DATA
//! Publish/subscribe binding: topic publish plus a pull/acknowledge
//! subscriber loop.

use std::sync::Arc;
use std::time::Duration;

use async_trait::async_trait;
use base64::{engine::general_purpose::STANDARD as BASE64, Engine as _};
use serde::{Deserialize, Serialize};
use serde_json::json;
use tokio::task::JoinHandle;
use tracing::{debug, info, warn};

use crate::auth;
use crate::errors::{check_response, ClientError};
use crate::normalize_endpoint;

const MAX_PULL_MESSAGES: u32 = 16;
const EMPTY_PULL_PAUSE: Duration = Duration::from_millis(500);
const ERROR_PAUSE: Duration = Duration::from_secs(2);

#[async_trait]
pub trait MessagePublisher: Send + Sync {
    /// Publish one payload to a topic and return the provider message id.
    async fn publish(&self, topic: &str, data: &[u8]) -> Result<String, ClientError>;
}

#[derive(Debug, Clone, Default, Serialize, Deserialize)]
#[serde(rename_all = "camelCase")]
pub struct PubsubMessage {
    /// Base64-encoded payload, as it travels on the wire.
    #[serde(default)]
    pub data: String,
    #[serde(default)]
    pub message_id: String,
    #[serde(default)]
    pub publish_time: String,
}

impl PubsubMessage {
    pub fn payload(&self) -> Result<Vec<u8>, ClientError> {
        BASE64
            .decode(&self.data)
            .map_err(|e| ClientError::Unexpected(format!("invalid base64 payload: {e}")))
    }

    /// Payload as text, replacing any non-UTF-8 bytes.
    pub fn text(&self) -> String {
        match self.payload() {
            Ok(bytes) => String::from_utf8_lossy(&bytes).into_owned(),
            Err(_) => String::new(),
        }
    }
}

#[derive(Debug, Clone, Deserialize)]
#[serde(rename_all = "camelCase")]
pub struct ReceivedMessage {
    pub ack_id: String,
    #[serde(default)]
    pub message: PubsubMessage,
}

#[derive(Debug, Default, Deserialize)]
#[serde(rename_all = "camelCase")]
struct PullResponse {
    #[serde(default)]
    received_messages: Vec<ReceivedMessage>,
}

#[derive(Debug, Default, Deserialize)]
#[serde(rename_all = "camelCase")]
struct PublishResponse {
    #[serde(default)]
    message_ids: Vec<String>,
}

pub struct PubSubClient {
    http: reqwest::Client,
    endpoint: String,
    project_id: String,
    token: Option<String>,
}

impl PubSubClient {
    pub fn new(endpoint: impl Into<String>, project_id: impl Into<String>) -> Self {
        Self {
            http: reqwest::Client::new(),
            endpoint: normalize_endpoint(endpoint),
            project_id: project_id.into(),
            token: auth::bearer_token(),
        }
    }

    fn topic_url(&self, topic: &str, verb: &str) -> String {
        format!("{}/v1/projects/{}/topics/{}:{}", self.endpoint, self.project_id, topic, verb)
    }

    fn subscription_url(&self, subscription: &str, verb: &str) -> String {
        format!(
            "{}/v1/projects/{}/subscriptions/{}:{}",
            self.endpoint, self.project_id, subscription, verb
        )
    }

    /// Pull up to `max_messages` messages; may legitimately return none.
    pub async fn pull(
        &self,
        subscription: &str,
        max_messages: u32,
    ) -> Result<Vec<ReceivedMessage>, ClientError> {
        let url = self.subscription_url(subscription, "pull");
        let body = json!({ "maxMessages": max_messages, "returnImmediately": true });
        let req = auth::authorize(self.http.post(&url).json(&body), &self.token);
        let resp = check_response(req.send().await?).await?;
        let pulled: PullResponse = resp.json().await?;
        Ok(pulled.received_messages)
    }

    pub async fn acknowledge(
        &self,
        subscription: &str,
        ack_ids: &[String],
    ) -> Result<(), ClientError> {
        if ack_ids.is_empty() {
            return Ok(());
        }
        let url = self.subscription_url(subscription, "acknowledge");
        let body = json!({ "ackIds": ack_ids });
        let req = auth::authorize(self.http.post(&url).json(&body), &self.token);
        check_response(req.send().await?).await?;
        debug!(count = ack_ids.len(), %subscription, "acknowledged");
        Ok(())
    }

    /// Spawn the subscriber loop: pull, hand each message to `handler`,
    /// then acknowledge the whole batch unconditionally. Pauses briefly on
    /// empty pulls and transport errors; redelivery of unacked messages is
    /// the provider's concern.
    pub fn subscribe<F>(self: Arc<Self>, subscription: &str, handler: F) -> JoinHandle<()>
    where
        F: Fn(PubsubMessage) + Send + Sync + 'static,
    {
        let client = self;
        let subscription = subscription.to_string();
        tokio::spawn(async move {
            info!(%subscription, "subscriber loop started");
            loop {
                match client.pull(&subscription, MAX_PULL_MESSAGES).await {
                    Ok(received) if received.is_empty() => {
                        tokio::time::sleep(EMPTY_PULL_PAUSE).await;
                    }
                    Ok(received) => {
                        let ack_ids: Vec<String> =
                            received.iter().map(|m| m.ack_id.clone()).collect();
                        for rm in received {
                            handler(rm.message);
                        }
                        if let Err(e) = client.acknowledge(&subscription, &ack_ids).await {
                            warn!(error = %e, %subscription, "acknowledge failed");
                        }
                    }
                    Err(e) => {
                        warn!(error = %e, %subscription, "pull failed");
                        tokio::time::sleep(ERROR_PAUSE).await;
                    }
                }
            }
        })
    }
}

#[async_trait]
impl MessagePublisher for PubSubClient {
    async fn publish(&self, topic: &str, data: &[u8]) -> Result<String, ClientError> {
        let url = self.topic_url(topic, "publish");
        let body = json!({ "messages": [{ "data": BASE64.encode(data) }] });
        let req = auth::authorize(self.http.post(&url).json(&body), &self.token);
        let resp = check_response(req.send().await?).await?;
        let published: PublishResponse = resp.json().await?;
        published
            .message_ids
            .into_iter()
            .next()
            .ok_or_else(|| ClientError::Unexpected("publish returned no message id".into()))
    }
}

EXERCISE REQUIREMENTS
Your answer should be all lines from the data that contain "subscriber".

WRITTEN ANSWER
//! subscriber loop.
    /// Spawn the subscriber loop: pull, hand each message to `handler`,
            info!(%subscription, "subscriber loop started");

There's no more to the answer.